Eventually Tom Harding-Grayson had held up a hand.
“Well, Nicolae Ceaușescu,” he conceded, a half-smile on his lips but cold purpose in his eyes, “now that we have established that you may be who you claim to be, let us talk about how exactly you came to know the particulars of Operation Nakazyvat.”
Chapter 10
Tuesday 14th April 1964
Oxford, England
The United States Ambassador to the Court of Woodstock had been unusually quiet, almost non-communicative most of that afternoon. He remained so now. This troubled Joanne Brenckmann as the couple walked unhurriedly down Beef Lane towards St Aldate’s Church.

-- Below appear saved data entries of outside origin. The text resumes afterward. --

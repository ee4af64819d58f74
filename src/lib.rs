//! Aura Overlay
//!
//! A small web service that composites a fixed reference "aura"
//! overlay onto an uploaded PNG image. The compositing core is a pure
//! function; the rest is an axum shell around it.

pub mod api;
pub mod compositor;
pub mod settings;
pub mod telemetry;

pub use api::{create_router, run_server, SharedState, SharedStateHandle};
pub use compositor::{compose, decode_rgba, encode_png, ComposeError, Dimensions, ResizePlan};
pub use settings::ServerSettings;
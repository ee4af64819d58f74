//! Axum server setup and startup

use std::net::SocketAddr;

use tower_http::cors::{Any, CorsLayer};

use super::routes::create_router;
use super::shared::SharedStateHandle;

/// Run the API server on the specified port with shared state
///
/// This function is intended to be run on a tokio runtime.
/// It will block until the server is shut down or the shutdown signal is received.
pub async fn run_server(
    port: u16,
    state: SharedStateHandle,
    mut shutdown_rx: tokio::sync::watch::Receiver<bool>,
) -> Result<(), std::io::Error> {
    // Enable CORS so the page can be hosted elsewhere during development
    let cors = CorsLayer::new()
        .allow_origin(Any)
        .allow_methods(Any)
        .allow_headers(Any);

    let app = create_router(state).layer(cors);

    let addr = SocketAddr::from(([0, 0, 0, 0], port));

    tracing::info!("Overlay server listening on http://{}", addr);

    let listener = tokio::net::TcpListener::bind(addr).await?;
    axum::serve(listener, app)
        .with_graceful_shutdown(async move {
            // Wait for shutdown signal
            let _ = shutdown_rx.changed().await;
            tracing::info!("Overlay server shutting down gracefully");
        })
        .await
}
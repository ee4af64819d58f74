//! API response types
//!
//! These types are used for JSON serialization in API endpoints.

use serde::{Deserialize, Serialize};

/// Server status response
#[derive(Debug, Clone, Serialize, Deserialize)]
pub struct StatusResponse {
    pub status: String,
    pub version: String,
    pub uptime_seconds: u64,
}

/// Reference overlay metadata
#[derive(Debug, Clone, Serialize, Deserialize)]
pub struct OverlayInfoResponse {
    pub width: u32,
    pub height: u32,
}
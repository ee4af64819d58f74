//! REST API for the overlay service
//!
//! Serves the upload page, the reference overlay preview, and the
//! compose endpoint that returns the composited PNG.

pub mod error;
pub mod routes;
pub mod server;
pub mod shared;
pub mod types;

pub use error::ApiError;
pub use routes::create_router;
pub use server::run_server;
pub use shared::{SharedState, SharedStateHandle};
pub use types::*;
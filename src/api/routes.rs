//! API route definitions

use axum::{
    body::Body,
    extract::{DefaultBodyLimit, Multipart, State},
    http::{header, HeaderValue},
    response::{Html, Response},
    routing::{get, post},
    Json, Router,
};
use bytes::Bytes;

use super::error::ApiError;
use super::shared::SharedStateHandle;
use super::types::*;
use crate::compositor;

/// Embedded upload page HTML
const UPLOAD_HTML: &str = include_str!("upload.html");

/// Multipart framing overhead allowed on top of the image size limit
const MULTIPART_OVERHEAD_BYTES: usize = 64 * 1024;

/// Create the API router with all endpoints
pub fn create_router(state: SharedStateHandle) -> Router {
    let body_limit = state.settings.max_upload_bytes + MULTIPART_OVERHEAD_BYTES;

    Router::new()
        // Upload page at root
        .route("/", get(|| async { Html(UPLOAD_HTML) }))
        // Status endpoint
        .route("/api/status", get(status_handler))
        // Reference overlay preview and metadata
        .route("/api/overlay", get(overlay_png_handler))
        .route("/api/overlay/info", get(overlay_info_handler))
        // Compositing endpoint
        .route("/api/compose", post(compose_handler))
        .layer(DefaultBodyLimit::max(body_limit))
        .with_state(state)
}

async fn status_handler(State(state): State<SharedStateHandle>) -> Json<StatusResponse> {
    Json(StatusResponse {
        status: "ok".to_string(),
        version: env!("CARGO_PKG_VERSION").to_string(),
        uptime_seconds: state.uptime_seconds(),
    })
}

async fn overlay_info_handler(State(state): State<SharedStateHandle>) -> Json<OverlayInfoResponse> {
    Json(OverlayInfoResponse {
        width: state.overlay.width(),
        height: state.overlay.height(),
    })
}

/// Serve the reference overlay so the page can show it next to the upload.
async fn overlay_png_handler(State(state): State<SharedStateHandle>) -> Response {
    png_response(state.overlay_png.clone(), None)
}

/// Accept a multipart upload, composite the reference overlay on top,
/// and return the result as a downloadable PNG. Nothing is written to
/// disk and no state outlives the request.
async fn compose_handler(
    State(state): State<SharedStateHandle>,
    mut multipart: Multipart,
) -> Result<Response, ApiError> {
    let mut upload: Option<Bytes> = None;
    while let Some(field) = multipart.next_field().await? {
        let name = field.name().unwrap_or("").to_string();
        let data = field.bytes().await?;
        if name == "image" {
            if data.len() > state.settings.max_upload_bytes {
                return Err(ApiError::payload_too_large("image exceeds size limit"));
            }
            upload = Some(data);
        }
    }
    let upload = upload.ok_or_else(|| ApiError::bad_request("image field missing"))?;

    // Decode + composite + encode are CPU-bound; keep them off the reactor
    let worker_state = state.clone();
    let png = tokio::task::spawn_blocking(move || {
        let base = compositor::decode_rgba(&upload)?;
        let composited = compositor::compose(&base, &worker_state.overlay)?;
        compositor::encode_png(&composited)
    })
    .await
    .map_err(|e| ApiError::Io(std::io::Error::other(e)))??;

    tracing::debug!(bytes = png.len(), "composited upload");

    Ok(png_response(
        png,
        Some("attachment; filename=\"overlay.png\""),
    ))
}

fn png_response(png: Vec<u8>, disposition: Option<&'static str>) -> Response {
    let mut response = Response::new(Body::from(png));
    response
        .headers_mut()
        .insert(header::CONTENT_TYPE, HeaderValue::from_static("image/png"));
    if let Some(disposition) = disposition {
        response.headers_mut().insert(
            header::CONTENT_DISPOSITION,
            HeaderValue::from_static(disposition),
        );
    }
    response
}
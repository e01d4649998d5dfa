//! Output file naming and writing.

use std::path::{Path, PathBuf};

use trailscrape_core::RegionSlug;

use crate::error::ScraperError;

#[must_use]
pub fn trail_listing_path(output_dir: &Path, region: &RegionSlug) -> PathBuf {
    output_dir.join(format!("{region}_trail_listing.csv"))
}

#[must_use]
pub fn scraped_riders_path(output_dir: &Path, region: &RegionSlug) -> PathBuf {
    output_dir.join(format!("{region}_scraped_riders.csv"))
}

/// Writes `contents` to `path`, creating missing parent directories.
///
/// # Errors
///
/// Returns [`ScraperError::Io`] if a directory or the file cannot be written.
pub async fn write_output(path: &Path, contents: &[u8]) -> Result<(), ScraperError> {
    if let Some(parent) = path.parent().filter(|p| !p.as_os_str().is_empty()) {
        tokio::fs::create_dir_all(parent)
            .await
            .map_err(|source| ScraperError::Io {
                path: parent.to_path_buf(),
                source,
            })?;
    }
    tokio::fs::write(path, contents)
        .await
        .map_err(|source| ScraperError::Io {
            path: path.to_path_buf(),
            source,
        })
}
//! Command handlers for the CLI.
//!
//! A region that fails validation ends the process with status 1 before
//! any export or crawl work starts. The download operations validate on
//! their own and surface `InvalidRegion`, which `main` turns into the same
//! exit; every other failure is returned to `main` as an error.

use std::path::Path;

use trailscrape_core::{AppConfig, Credentials, RegionSlug};
use trailscrape_scraper::{
    AuthenticatedClient, ClientSettings, CrawlTermination, ExcludeColumn, TrailforksClient,
};

use crate::progress;

/// Prints the invalid-region diagnostic and exits with status 1.
pub(crate) fn exit_invalid_region(region: &str) -> ! {
    tracing::warn!(region, "region failed validation; stopping");
    eprintln!("{}", invalid_region_message(region));
    std::process::exit(1)
}

pub(crate) fn invalid_region_message(region: &str) -> String {
    format!("[!] {region} is not a valid Trailforks Region.")
}

fn build_client(config: &AppConfig) -> anyhow::Result<TrailforksClient> {
    TrailforksClient::new(&ClientSettings::from_app_config(config))
        .map_err(|e| anyhow::anyhow!("failed to build Trailforks client: {e}"))
}

fn require_credentials(config: &AppConfig) -> anyhow::Result<&Credentials> {
    config.credentials.as_ref().ok_or_else(|| {
        anyhow::anyhow!(
            "TRAILFORKS_USERNAME and TRAILFORKS_PASSWORD must be set for this command"
        )
    })
}

async fn login(config: &AppConfig) -> anyhow::Result<AuthenticatedClient> {
    let credentials = require_credentials(config)?;
    let client = build_client(config)?;
    tracing::info!(username = %credentials.username, "logging in");
    Ok(client.login(credentials).await?)
}

/// Stops the process when `region` does not exist; returns otherwise.
///
/// # Errors
///
/// Returns an error if the validity probe itself fails (network, 5xx).
pub(crate) async fn check_region(
    client: &TrailforksClient,
    region: &RegionSlug,
) -> anyhow::Result<()> {
    if !client.is_valid_region(region).await? {
        exit_invalid_region(region.as_str());
    }
    Ok(())
}

pub(crate) async fn run_validate(config: &AppConfig, region: &RegionSlug) -> anyhow::Result<()> {
    let client = build_client(config)?;
    check_region(&client, region).await?;
    tracing::info!(%region, "region is valid");
    println!("{region} is a valid Trailforks Region.");
    Ok(())
}

pub(crate) async fn run_info(
    config: &AppConfig,
    region: &RegionSlug,
    json: bool,
) -> anyhow::Result<()> {
    let client = build_client(config)?;
    check_region(&client, region).await?;
    let info = client.get_region_info(region).await?;

    if json {
        println!("{}", serde_json::to_string_pretty(&info)?);
    } else {
        println!("region:                  {region}");
        println!("total ride logs:         {}", info.total_ridelogs);
        println!("unique riders:           {}", info.unique_riders);
        println!("trails ridden:           {}", info.trails_ridden);
        println!("average trails per ride: {}", info.average_trails_per_ride);
    }
    Ok(())
}

/// Logs in, downloads the trail export for `region` and writes it under `output`.
///
/// # Errors
///
/// Returns an error if credentials are missing, login fails, or the export
/// cannot be downloaded or written.
pub(crate) async fn run_trails(
    config: &AppConfig,
    region: &RegionSlug,
    region_id: u64,
    output: &Path,
) -> anyhow::Result<()> {
    let client = login(config).await?;

    let summary = client
        .download_all_region_trails(region, region_id, output)
        .await?;

    if !summary.check.is_consistent() {
        tracing::warn!(
            %region,
            mismatched = summary.check.mismatched_records,
            records = summary.check.records,
            "export still has records with an unexpected field count"
        );
    }
    println!(
        "wrote {} ({} records)",
        summary.path.display(),
        summary.check.records
    );
    Ok(())
}

/// Logs in, crawls every ride-log page of `region` and writes the table under `output`.
///
/// A crawl that stops early still writes what it collected; the halt is
/// reported as a warning.
///
/// # Errors
///
/// Returns an error if credentials are missing, login fails, the statistics
/// page cannot be read, no table was collected, or the output cannot be written.
pub(crate) async fn run_ridelogs(
    config: &AppConfig,
    region: &RegionSlug,
    output: &Path,
    exclude_column: String,
) -> anyhow::Result<()> {
    let client = login(config).await?;

    let bar = progress::page_bar(&format!("Enumerating {region} Rider Pages"));
    let classifier = ExcludeColumn(exclude_column);
    let result = client
        .download_all_region_ridelogs(
            region,
            output,
            &classifier,
            &mut |pages| bar.set_length(pages),
            &mut |_| bar.inc(1),
        )
        .await;
    bar.finish_and_clear();
    let (report, path) = result?;

    if let CrawlTermination::HaltedOnError { page, cause } = &report.termination {
        tracing::warn!(
            %region,
            page,
            total_pages = report.total_pages,
            error = %cause,
            "crawl stopped early; writing the pages collected so far"
        );
    }
    println!(
        "wrote {} ({} rows from {} of {} pages)",
        path.display(),
        report.table.len(),
        report.pages_fetched,
        report.total_pages
    );
    Ok(())
}
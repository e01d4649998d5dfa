pub mod classify;
pub mod client;
pub mod crawl;
pub mod error;
pub mod export;
pub mod output;
pub mod region_info;
pub mod table;
pub mod validate;

mod rate_limit;

pub use classify::{ExcludeColumn, TableClassifier};
pub use client::{AuthenticatedClient, ClientSettings, TrailforksClient};
pub use crawl::{total_pages, CrawlReport, CrawlTermination, RIDELOGS_PER_PAGE};
pub use error::ScraperError;
pub use export::{check_export_csv, repair_export_text, ExportCheck, ExportSummary};
pub use region_info::parse_region_info;
pub use table::{parse_tables, DataTable};
pub use validate::is_error_page;
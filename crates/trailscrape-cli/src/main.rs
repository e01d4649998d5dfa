mod harvest;
mod progress;

use std::path::PathBuf;

use clap::{Parser, Subcommand};
use tracing_subscriber::EnvFilter;
use trailscrape_core::RegionSlug;
use trailscrape_scraper::ScraperError;

#[derive(Debug, Parser)]
#[command(name = "trailscrape")]
#[command(about = "Harvest Trailforks region trail listings and ride logs as CSV")]
struct Cli {
    #[command(subcommand)]
    command: Commands,
}

#[derive(Debug, Subcommand)]
enum Commands {
    /// Check that a region exists
    Validate {
        /// Region slug as it appears in the Trailforks URL
        region: RegionSlug,
    },
    /// Show a region's ride-log statistics
    Info {
        region: RegionSlug,
        /// Print the statistics as JSON
        #[arg(long)]
        json: bool,
    },
    /// Download the region's trail spreadsheet export (requires login)
    Trails {
        region: RegionSlug,
        /// Numeric Trailforks region id used by the export endpoint
        #[arg(long)]
        region_id: u64,
        /// Output directory (defaults to TRAILSCRAPE_OUTPUT_DIR or ".")
        #[arg(long, short)]
        output: Option<PathBuf>,
    },
    /// Crawl every ride-log page of the region into one CSV (requires login)
    Ridelogs {
        region: RegionSlug,
        /// Output directory (defaults to TRAILSCRAPE_OUTPUT_DIR or ".")
        #[arg(long, short)]
        output: Option<PathBuf>,
        /// Drop tables with this column when a page holds several tables
        #[arg(long, default_value = "city")]
        exclude_column: String,
    },
}

#[tokio::main]
async fn main() -> anyhow::Result<()> {
    let cli = Cli::parse();
    let config = trailscrape_core::load_app_config()?;
    let env_filter = EnvFilter::try_from_default_env()
        .or_else(|_| EnvFilter::try_new(config.log_level.clone()))?;
    tracing_subscriber::fmt()
        .with_env_filter(env_filter)
        .with_writer(std::io::stderr)
        .init();

    let result = match cli.command {
        Commands::Validate { region } => harvest::run_validate(&config, &region).await,
        Commands::Info { region, json } => harvest::run_info(&config, &region, json).await,
        Commands::Trails {
            region,
            region_id,
            output,
        } => {
            let output = output.unwrap_or_else(|| config.output_dir.clone());
            harvest::run_trails(&config, &region, region_id, &output).await
        }
        Commands::Ridelogs {
            region,
            output,
            exclude_column,
        } => {
            let output = output.unwrap_or_else(|| config.output_dir.clone());
            harvest::run_ridelogs(&config, &region, &output, exclude_column).await
        }
    };

    if let Err(err) = &result {
        if let Some(ScraperError::InvalidRegion { region }) = err.downcast_ref::<ScraperError>() {
            harvest::exit_invalid_region(region);
        }
    }
    result
}
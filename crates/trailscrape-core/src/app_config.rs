use std::path::PathBuf;

/// Trailforks account used by the operations that need a logged-in session.
#[derive(Clone, PartialEq, Eq)]
pub struct Credentials {
    pub username: String,
    pub password: String,
}

impl std::fmt::Debug for Credentials {
    fn fmt(&self, f: &mut std::fmt::Formatter<'_>) -> std::fmt::Result {
        f.debug_struct("Credentials")
            .field("username", &self.username)
            .field("password", &"[redacted]")
            .finish()
    }
}

#[derive(Clone)]
pub struct AppConfig {
    pub base_url: String,
    pub credentials: Option<Credentials>,
    pub log_level: String,
    pub output_dir: PathBuf,
    pub request_timeout_secs: u64,
    pub user_agent: String,
    pub max_retries: u32,
    pub retry_backoff_base_secs: u64,
    pub inter_request_delay_ms: u64,
    pub page_concurrency: usize,
}

impl std::fmt::Debug for AppConfig {
    fn fmt(&self, f: &mut std::fmt::Formatter<'_>) -> std::fmt::Result {
        f.debug_struct("AppConfig")
            .field("base_url", &self.base_url)
            .field(
                "credentials",
                &self.credentials.as_ref().map(|c| c.username.as_str()),
            )
            .field("log_level", &self.log_level)
            .field("output_dir", &self.output_dir)
            .field("request_timeout_secs", &self.request_timeout_secs)
            .field("user_agent", &self.user_agent)
            .field("max_retries", &self.max_retries)
            .field("retry_backoff_base_secs", &self.retry_backoff_base_secs)
            .field("inter_request_delay_ms", &self.inter_request_delay_ms)
            .field("page_concurrency", &self.page_concurrency)
            .finish()
    }
}
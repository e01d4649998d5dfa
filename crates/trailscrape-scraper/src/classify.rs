//! Choosing the ride-log table among the tables found on one page.

use crate::table::DataTable;

/// Decides whether a table scraped from a ride-log page is the ride-log
/// table itself rather than an unrelated table rendered next to it.
///
/// Consulted only when a page holds more than one table; a lone table is
/// always taken. Closures `Fn(&DataTable) -> bool` implement this trait.
pub trait TableClassifier: Send + Sync {
    fn is_ridelog_table(&self, table: &DataTable) -> bool;
}

impl<F> TableClassifier for F
where
    F: Fn(&DataTable) -> bool + Send + Sync,
{
    fn is_ridelog_table(&self, table: &DataTable) -> bool {
        self(table)
    }
}

/// Rejects tables that carry a given column. The default rejects the
/// location table, which has a `city` column.
#[derive(Debug, Clone, PartialEq, Eq)]
pub struct ExcludeColumn(pub String);

impl Default for ExcludeColumn {
    fn default() -> Self {
        Self("city".to_owned())
    }
}

impl TableClassifier for ExcludeColumn {
    fn is_ridelog_table(&self, table: &DataTable) -> bool {
        !table.has_column(&self.0)
    }
}

/// Applies the per-page selection rule: a single table is kept as is,
/// otherwise every table `classifier` accepts is kept, in page order.
pub fn select_tables(tables: Vec<DataTable>, classifier: &dyn TableClassifier) -> Vec<DataTable> {
    if tables.len() == 1 {
        return tables;
    }
    tables
        .into_iter()
        .filter(|t| classifier.is_ridelog_table(t))
        .collect()
}
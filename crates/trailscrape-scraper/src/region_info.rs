//! Ride-log statistics scraped from a region's `ridelogstats` page.
//!
//! The statistics block is a `div.col-2.center` holding an unlabeled list of
//! four items. Values are assigned by position: total ride logs, unique
//! riders, trails ridden, average trails per ride. A reordering on the site
//! would silently swap fields, so the item count is checked exactly.

use std::sync::LazyLock;

use regex::Regex;
use scraper::{Html, Selector};
use trailscrape_core::{RegionInfo, RegionSlug};

use crate::client::TrailforksClient;
use crate::error::ScraperError;

const STATS_CONTAINER: &str = "div.col-2.center";
const STATS_ITEM: &str = "li";
const STATS_ITEM_COUNT: usize = 4;

static CONTAINER_SELECTOR: LazyLock<Selector> =
    LazyLock::new(|| Selector::parse(STATS_CONTAINER).expect("valid container selector"));
static ITEM_SELECTOR: LazyLock<Selector> =
    LazyLock::new(|| Selector::parse(STATS_ITEM).expect("valid item selector"));

// First number that directly follows a tag boundary, e.g. `<strong>12,345</strong>`.
static VALUE_RE: LazyLock<Regex> =
    LazyLock::new(|| Regex::new(r">\s*([0-9][0-9,.]*)").expect("valid value regex"));

/// Extracts [`RegionInfo`] from the markup of a `ridelogstats` page.
///
/// # Errors
///
/// - [`ScraperError::MissingElement`] if the statistics container is absent.
/// - [`ScraperError::UnexpectedItemCount`] unless exactly four items are found.
/// - [`ScraperError::InvalidNumber`] if an item carries no integer value.
pub fn parse_region_info(html: &str, context: &str) -> Result<RegionInfo, ScraperError> {
    let document = Html::parse_document(html);
    let container = document
        .select(&CONTAINER_SELECTOR)
        .next()
        .ok_or_else(|| ScraperError::MissingElement {
            selector: STATS_CONTAINER,
            context: context.to_owned(),
        })?;

    let items: Vec<String> = container.select(&ITEM_SELECTOR).map(|li| li.html()).collect();
    if items.len() != STATS_ITEM_COUNT {
        return Err(ScraperError::UnexpectedItemCount {
            expected: STATS_ITEM_COUNT,
            found: items.len(),
            context: context.to_owned(),
        });
    }

    let values = items
        .iter()
        .map(|item| parse_item_value(item, context))
        .collect::<Result<Vec<u64>, _>>()?;

    Ok(RegionInfo {
        total_ridelogs: values[0],
        unique_riders: values[1],
        trails_ridden: values[2],
        average_trails_per_ride: values[3],
    })
}

/// Pulls the comma-grouped integer out of one `<li>` element's markup.
fn parse_item_value(item_html: &str, context: &str) -> Result<u64, ScraperError> {
    let raw = VALUE_RE
        .captures(item_html)
        .and_then(|caps| caps.get(1))
        .map(|m| m.as_str())
        .ok_or_else(|| ScraperError::InvalidNumber {
            value: item_html.to_owned(),
            context: context.to_owned(),
        })?;

    raw.replace(',', "")
        .parse::<u64>()
        .map_err(|_| ScraperError::InvalidNumber {
            value: raw.to_owned(),
            context: context.to_owned(),
        })
}

impl TrailforksClient {
    /// Fetches and parses the current ride-log statistics for `region`.
    ///
    /// Always hits the live page; nothing is cached.
    ///
    /// # Errors
    ///
    /// Transport errors from the fetch, or any error from [`parse_region_info`].
    pub async fn get_region_info(&self, region: &RegionSlug) -> Result<RegionInfo, ScraperError> {
        let url = self.ridelog_stats_url(region)?;
        let body = self.get_text(&url).await?;
        let info = parse_region_info(&body, url.as_str())?;
        tracing::info!(
            %region,
            total_ridelogs = info.total_ridelogs,
            unique_riders = info.unique_riders,
            "fetched region ride-log statistics"
        );
        Ok(info)
    }
}
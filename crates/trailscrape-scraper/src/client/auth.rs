//! Login and the authenticated-session capability.

use trailscrape_core::Credentials;

use crate::error::ScraperError;

use super::TrailforksClient;

/// Marker that is only present while the login form is still being shown,
/// i.e. when the submitted credentials were rejected.
const LOGIN_FORM_MARKER: &str = "name=\"password\"";

/// A [`TrailforksClient`] whose cookie store holds a logged-in session.
///
/// Can only be obtained through [`TrailforksClient::login`], so holding one
/// is proof that the login step ran and succeeded. The trail export and
/// ride-log crawl are only reachable through this type.
#[derive(Debug, Clone)]
pub struct AuthenticatedClient {
    pub(crate) inner: TrailforksClient,
    username: String,
}

impl AuthenticatedClient {
    /// The public-page client sharing this session's cookies.
    #[must_use]
    pub fn client(&self) -> &TrailforksClient {
        &self.inner
    }

    #[must_use]
    pub fn username(&self) -> &str {
        &self.username
    }
}

impl TrailforksClient {
    /// Logs in with `credentials` and returns the authenticated capability.
    ///
    /// The session cookie set by the login response is kept in this client's
    /// cookie store; redirects after the form post are followed.
    ///
    /// # Errors
    ///
    /// - [`ScraperError::AuthenticationFailed`] if the response still shows
    ///   the login form.
    /// - [`ScraperError::UnexpectedStatus`] on a non-2xx final response.
    /// - [`ScraperError::Http`] on network failure.
    pub async fn login(self, credentials: &Credentials) -> Result<AuthenticatedClient, ScraperError> {
        let url = self.login_url()?;
        let form = [
            ("username", credentials.username.as_str()),
            ("password", credentials.password.as_str()),
            ("submit", "Login"),
            ("source", ""),
        ];

        let response = self.client.post(url.clone()).form(&form).send().await?;
        let status = response.status();
        if !status.is_success() {
            return Err(ScraperError::UnexpectedStatus {
                status: status.as_u16(),
                url: url.to_string(),
            });
        }

        let body = response.text().await?;
        if body.contains(LOGIN_FORM_MARKER) {
            tracing::warn!(username = %credentials.username, "trailforks login rejected");
            return Err(ScraperError::AuthenticationFailed {
                username: credentials.username.clone(),
            });
        }

        tracing::info!(username = %credentials.username, "logged in to trailforks");
        Ok(AuthenticatedClient {
            inner: self,
            username: credentials.username.clone(),
        })
    }
}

The security people had wanted to get out the armoured limousines for the half-mile or so journey from the embassy, located almost in the shadow of Oxford Castle, to the Foreign Secretary and his wife’s rooms at Christ Church College. Walter, her husband, had irritably and with rare discourtesy towards subordinates, brusquely vetoed this suggestion.
‘I didn’t come over here to hide in the goddammed Embassy!’
He had called the head of protocol back a few minutes later and apologised for his ‘rudeness and inappropriate language’. The poor man had been so surprised he had not known if he was coming or going! Walter’s predecessor had treated the Embassy staff like hired help; whereas her husband’s quietly spoken, ‘gentlemanly’ demeanour and her own, somewhat ‘down home’ attitudes to housekeeping and the domestic management of the Embassy –a compound of several old buildings linked with passageways and what might once have been ‘priest holes’ – had promoted a relaxed, collegiate atmosphere more in keeping with their surroundings in historic Oxford.